Tüm bu nedenlerle ilk derece mahkemesinin davalı banka hakkındaki davanın reddi yönündeki kararında gerekçe yönünden isabet görülmediğinden davacı vekilinin istinaf başvurusunun gerekçe yönünden kabulü ile ilk derece mahkemesinin davalı banka hakkındaki kararının gerekçe yönünden kaldırılmasına, davanın erken açılması (zamansız olması) nedeniyle reddine karar vermek gerekmiş, aşağıdaki şekilde hüküm kurulmuştur.
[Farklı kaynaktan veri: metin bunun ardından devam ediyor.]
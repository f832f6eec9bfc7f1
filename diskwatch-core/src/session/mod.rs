//! SSH session establishment and remote command execution
//!
//! Sessions are backed by the OpenSSH client with connection multiplexing:
//! [`SshSession::connect`] starts a control master (authenticating once),
//! [`SshSession::execute`] runs commands over the established control
//! connection, and the session is torn down explicitly via
//! [`SshSession::close`] or implicitly on drop. Password authentication goes
//! through `sshpass -e` so the password never appears on the command line.

mod retry;

pub use retry::{RetryPolicy, DEFAULT_MAX_ATTEMPTS};

use std::path::{Path, PathBuf};
use std::process::Stdio;
use std::time::Duration;

use secrecy::ExposeSecret;

use crate::config::{AuthMethod, ServerTarget};

/// Errors raised while establishing a session
#[derive(Debug, thiserror::Error)]
pub enum ConnectError {
    /// The server has neither a key file nor a password configured.
    /// This is a configuration problem, surfaced before any attempt is made.
    #[error("No authentication method configured for {host}")]
    NoAuthMethod {
        /// Target host
        host: String,
    },

    /// The remote host rejected the supplied credentials
    #[error("Authentication rejected by {host}")]
    AuthRejected {
        /// Target host
        host: String,
    },

    /// The connection attempt did not complete within the timeout
    #[error("Connection to {host} timed out after {secs}s")]
    Timeout {
        /// Target host
        host: String,
        /// Configured timeout in seconds
        secs: u64,
    },

    /// A network or protocol failure during connection
    #[error("Connection to {host} failed: {detail}")]
    Transport {
        /// Target host
        host: String,
        /// Underlying failure detail
        detail: String,
    },

    /// All attempts in the retry budget failed
    #[error("Failed to connect to {host} after {attempts} attempts: {last}")]
    Exhausted {
        /// Target host
        host: String,
        /// Number of attempts made
        attempts: u32,
        /// Classified cause of the final attempt
        last: Box<ConnectError>,
    },
}

/// Errors raised while executing a command over an established session
#[derive(Debug, thiserror::Error)]
pub enum ExecError {
    /// The ssh client process could not be spawned
    #[error("Failed to spawn ssh process: {0}")]
    Spawn(#[from] std::io::Error),

    /// The command did not complete within the timeout
    #[error("Command on {host} timed out after {secs}s")]
    Timeout {
        /// Target host
        host: String,
        /// Timeout in seconds
        secs: u64,
    },
}

/// Output of one remote command
#[derive(Debug, Clone)]
pub struct CommandOutput {
    /// True iff the remote exit status was zero
    pub success: bool,
    /// Captured standard output, trimmed
    pub stdout: String,
    /// Captured standard error, trimmed
    pub stderr: String,
}

/// Fully resolved invocation of the ssh client
#[derive(Debug, Clone, PartialEq, Eq)]
struct CommandSpec {
    program: &'static str,
    args: Vec<String>,
    env: Vec<(&'static str, String)>,
}

impl CommandSpec {
    fn into_command(self) -> tokio::process::Command {
        let mut cmd = tokio::process::Command::new(self.program);
        cmd.args(self.args);
        for (key, value) in self.env {
            cmd.env(key, value);
        }
        cmd.stdin(Stdio::null())
            .stdout(Stdio::piped())
            .stderr(Stdio::piped());
        cmd
    }
}

/// Classifies a failed connection attempt from the ssh client's stderr
fn classify_connect_failure(host: &str, stderr: &str) -> ConnectError {
    let auth_rejected = stderr.contains("Permission denied")
        || stderr.contains("Too many authentication failures")
        || stderr.contains("Authentication failed");
    if auth_rejected {
        ConnectError::AuthRejected {
            host: host.to_string(),
        }
    } else {
        ConnectError::Transport {
            host: host.to_string(),
            detail: stderr.trim().to_string(),
        }
    }
}

/// One authenticated SSH session to a single host
///
/// Owns an OpenSSH control master. The control connection is released on
/// [`close`](Self::close); a `Drop` impl performs best-effort teardown so the
/// master does not outlive the check on any exit path.
#[derive(Debug)]
pub struct SshSession {
    host: String,
    destination: String,
    control_path: PathBuf,
    timeout: Duration,
    closed: bool,
}

impl SshSession {
    /// Establishes one authenticated session to the target.
    ///
    /// Key-based authentication is used when a key file is configured,
    /// password authentication otherwise. The attempt is bounded by
    /// `timeout` both at the OpenSSH level (`ConnectTimeout`) and as an
    /// overall deadline on the spawned process.
    ///
    /// # Errors
    ///
    /// Returns [`ConnectError::NoAuthMethod`] when the target has no
    /// credentials, and a classified [`ConnectError`] for rejected
    /// authentication, timeouts, and transport failures.
    pub async fn connect(target: &ServerTarget, timeout: Duration) -> Result<Self, ConnectError> {
        let auth = target
            .auth_method()
            .ok_or_else(|| ConnectError::NoAuthMethod {
                host: target.host.clone(),
            })?;

        let destination = format!("{}@{}", target.user, target.host);
        let control_path = std::env::temp_dir().join(format!(
            "diskwatch-{}-{}.sock",
            std::process::id(),
            target.host
        ));

        let spec = Self::connect_spec(&auth, &destination, &control_path, timeout);
        tracing::debug!(host = %target.host, auth = auth_name(&auth), "Connecting");

        let output = match tokio::time::timeout(timeout, spec.into_command().output()).await {
            Ok(Ok(output)) => output,
            Ok(Err(e)) => {
                return Err(ConnectError::Transport {
                    host: target.host.clone(),
                    detail: format!("Failed to spawn ssh process: {e}"),
                });
            }
            Err(_) => {
                return Err(ConnectError::Timeout {
                    host: target.host.clone(),
                    secs: timeout.as_secs(),
                });
            }
        };

        if output.status.success() {
            tracing::info!(host = %target.host, "Session established");
            Ok(Self {
                host: target.host.clone(),
                destination,
                control_path,
                timeout,
                closed: false,
            })
        } else {
            let stderr = String::from_utf8_lossy(&output.stderr);
            Err(classify_connect_failure(&target.host, &stderr))
        }
    }

    /// Executes exactly one command over the established session.
    ///
    /// Never retries internally; retries apply only to session
    /// establishment, not command execution.
    ///
    /// # Errors
    ///
    /// Returns [`ExecError::Timeout`] when the command does not finish in
    /// time and [`ExecError::Spawn`] when the ssh client cannot be started.
    pub async fn execute(&self, command: &str) -> Result<CommandOutput, ExecError> {
        tracing::debug!(host = %self.host, command, "Executing remote command");
        let spec = self.exec_spec(command);

        let output = tokio::time::timeout(self.timeout, spec.into_command().output())
            .await
            .map_err(|_| ExecError::Timeout {
                host: self.host.clone(),
                secs: self.timeout.as_secs(),
            })??;

        let result = CommandOutput {
            success: output.status.success(),
            stdout: String::from_utf8_lossy(&output.stdout).trim().to_string(),
            stderr: String::from_utf8_lossy(&output.stderr).trim().to_string(),
        };
        if result.success {
            tracing::debug!(host = %self.host, "Command succeeded");
        } else {
            tracing::warn!(
                host = %self.host,
                status = %output.status,
                "Command exited with non-zero status"
            );
        }
        Ok(result)
    }

    /// Releases the session by stopping the control master.
    pub async fn close(mut self) {
        self.closed = true;
        let spec = close_spec(&self.destination, &self.control_path);
        let _ = spec.into_command().output().await;
        tracing::debug!(host = %self.host, "Session closed");
    }

    /// Target host this session is bound to
    pub fn host(&self) -> &str {
        &self.host
    }

    fn connect_spec(
        auth: &AuthMethod,
        destination: &str,
        control_path: &Path,
        timeout: Duration,
    ) -> CommandSpec {
        let mut args = Vec::new();
        let mut env = Vec::new();
        let program = match auth {
            AuthMethod::Password(password) => {
                // sshpass reads the password from SSHPASS with -e
                args.push("-e".to_string());
                args.push("ssh".to_string());
                env.push(("SSHPASS", password.expose_secret().to_string()));
                "sshpass"
            }
            AuthMethod::KeyFile(key_path) => {
                args.push("-o".to_string());
                args.push("BatchMode=yes".to_string());
                args.push("-i".to_string());
                args.push(key_path.clone());
                "ssh"
            }
        };
        args.extend(common_ssh_options(control_path, timeout));
        args.push("-o".to_string());
        args.push("ControlMaster=auto".to_string());
        args.push(destination.to_string());
        // No-op command; its only purpose is to authenticate and leave the
        // control master running.
        args.push("true".to_string());
        CommandSpec { program, args, env }
    }

    fn exec_spec(&self, command: &str) -> CommandSpec {
        let mut args = vec!["-o".to_string(), "BatchMode=yes".to_string()];
        args.extend(common_ssh_options(&self.control_path, self.timeout));
        args.push(self.destination.clone());
        args.push(command.to_string());
        CommandSpec {
            program: "ssh",
            args,
            env: Vec::new(),
        }
    }
}
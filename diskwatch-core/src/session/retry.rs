//! Connection retry policy
//!
//! Session establishment is retried a bounded number of times. Attempts are
//! strictly sequential with no pause between them; failed hosts are reported
//! quickly rather than smoothed over with backoff.

/// Default number of connection attempts per host
pub const DEFAULT_MAX_ATTEMPTS: u32 = 3;

/// Bounded retry policy for session establishment
///
/// Applies only to connecting; command execution is never retried.
#[derive(Debug, Clone, Copy, PartialEq, Eq)]
pub struct RetryPolicy {
    max_attempts: u32,
}

impl Default for RetryPolicy {
    fn default() -> Self {
        Self {
            max_attempts: DEFAULT_MAX_ATTEMPTS,
        }
    }
}

impl RetryPolicy {
    /// Creates a policy with the given attempt budget, clamped to at least 1
    #[must_use]
    pub const fn new(max_attempts: u32) -> Self {
        Self {
            max_attempts: if max_attempts == 0 { 1 } else { max_attempts },
        }
    }

    /// Total number of attempts that will be made
    #[must_use]
    pub const fn max_attempts(&self) -> u32 {
        self.max_attempts
    }

    /// Returns whether another attempt remains after the given one
    /// (1-indexed)
    #[must_use]
    pub const fn should_retry(&self, attempt: u32) -> bool {
        attempt < self.max_attempts
    }
}

#[cfg(test)]
mod tests {
    use super::*;

    #[test]
    fn test_default_policy() {
        let policy = RetryPolicy::default();
        assert_eq!(policy.max_attempts(), DEFAULT_MAX_ATTEMPTS);
    }

    #[test]
    fn test_zero_attempts_clamped_to_one() {
        let policy = RetryPolicy::new(0);
        assert_eq!(policy.max_attempts(), 1);
        assert!(!policy.should_retry(1));
    }

    #[test]
    fn test_should_retry_bounds() {
        let policy = RetryPolicy::new(3);
        assert!(policy.should_retry(1));
        assert!(policy.should_retry(2));
        assert!(!policy.should_retry(3));
    }
}
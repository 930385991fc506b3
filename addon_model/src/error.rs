//! Errors raised while reading content records and project files.

use std::path::PathBuf;

/// Alias for `Result<T, ModelError>`.
pub type ModelResult<T> = Result<T, ModelError>;

/// Errors produced by the content model.
#[derive(Debug, thiserror::Error)]
pub enum ModelError {
    /// A dotted version string did not parse into three non-negative integers.
    #[error("invalid {field} \"{value}\": {reason}")]
    InvalidVersion {
        /// Which configuration field held the version.
        field: &'static str,
        /// The rejected input.
        value: String,
        /// What was wrong with it.
        reason: String,
    },

    /// A project file could not be parsed.
    #[error("failed to parse project file: {0}")]
    ProjectParse(#[from] toml::de::Error),

    /// A project could not be rendered as TOML.
    #[error("failed to write project file: {0}")]
    ProjectWrite(#[from] toml::ser::Error),

    /// Reading or writing a project file failed.
    #[error("{path}: {source}")]
    Io {
        path: PathBuf,
        #[source]
        source: std::io::Error,
    },
}
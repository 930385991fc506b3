use addon_model::templates;

pub fn run() -> Result<(), String> {
    for template in templates::all() {
        println!("  {:<14} {}", template.id, template.name);
        println!(
            "  {:<14} {} ({} entities, {} items)",
            "",
            template.summary,
            template.entities.len(),
            template.items.len()
        );
    }
    Ok(())
}
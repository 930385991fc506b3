//! Errors raised during an export.

use addon_model::ModelError;

/// Alias for `Result<T, ExportError>`.
pub type ExportResult<T> = Result<T, ExportError>;

/// Everything that can stop an export.
#[derive(Debug, thiserror::Error)]
pub enum ExportError {
    /// A manifest version string is malformed.
    #[error("format error: {0}")]
    Format(#[from] ModelError),

    /// A content record holds a value the pack format cannot express.
    #[error("validation error in {record}: {field} {reason}")]
    Validation {
        /// The offending record, e.g. `item my_addon:sword`.
        record: String,
        field: &'static str,
        reason: String,
    },

    /// The archive layout could not be produced.
    #[error("packaging error: {0}")]
    Packaging(#[from] PackagingError),

    /// A document failed to serialize.
    #[error("serialization error: {0}")]
    Serialization(#[from] serde_json::Error),

    /// Writing the archive to disk failed.
    #[error("i/o error: {0}")]
    Io(#[from] std::io::Error),
}

/// Failures of the package layout or archive writer.
#[derive(Debug, thiserror::Error)]
pub enum PackagingError {
    /// Two documents resolved to the same archive path.
    #[error("duplicate archive path {0}")]
    DuplicatePath(String),

    /// A requested pack root ended up without its manifest.
    #[error("pack root {0} is missing its manifest")]
    MissingRoot(String),

    /// A document targets a pack root the add-on type excludes.
    #[error("pack root {0} is not part of this export")]
    UnexpectedRoot(String),

    /// A document path is not a safe relative archive path.
    #[error("invalid archive path {0}")]
    InvalidPath(String),

    /// The zip writer failed.
    #[error("archive error: {0}")]
    Archive(#[from] zip::result::ZipError),
}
HÜKÜM: Yukarıda Açıklanan Nedenlerle;
1-Davacı vekilinin istinaf başvurusunun KABULÜNE,
2-Ankara 9. Asliye Ticaret Mahkemesi’nin 11/03/2020 tarih ve 2019/379 Esas 2020/204 Karar sayılı kararının HMK’nın 353/(1)-b.2. maddesi gereğince davalı banka hakkında davanın gerekçe yönünden KALDIRILMASINA,
B)1-Davalı … Bankası hakkındaki davanın REDDİNE,
2-Davalı … …. Şti. Hakkındaki dava ilk derece mahkemesi kararı kesinleştiğinden yeniden karar verilmesine yer olmadığına,
3-Davalı … Bankası iş bu davada kendisini vekil ile temsil ettirdiğinden AAÜT gereğince hesaplanan 3.400,00 TL vekalet ücretinin davacıdan alınarak davalı … Bankası’na verilmesine,
4-Davalı tarafından yapılan 50,00 TL yargılama gideri ve 4,30 TL vekalet tasdik harcı toplamı 54,30 TL’nin davacıdan alınarak davalı … Bankası’na verilmesine,
C)1-İstinafa başvuran davacı tarafından yatırılan 54,40 TL istinaf maktu karar harcının kararın kesinleşmesi ve talep halinde davacı tarafa iadesine,
2-İlk derece mahkemesi kararının gerekçe yönünden kaldırıldığı ve sonuçta davanın reddine karar verildiği gözetilerek davacı tarafından yapılan yargılama giderlerinin üzerinde bırakılmasına,
3-İstinaf incelemesi sırasında duruşma açılmadığından taraflar yararına vekalet ücreti taktirine yer olmadığına,
Dosya üzerinde yapılan inceleme sonucunda HMK’nın 361. maddesi uyarınca gerekçeli kararın tebliğinden itibaren iki haftalık süre içerisinde Yargıtay’da temyiz kanun yolu açık olmak üzere oy birliği ile karar verildi.02/11/2022

Başkan- … Üye – … Üye – … Zabıt Katibi -…
… … … …
Bu belge 5070 sayılı Elektronik İmza Kanunu hükümlerine göre UYAP sistemi üzerinden elektronik imza ile imzalanmıştır.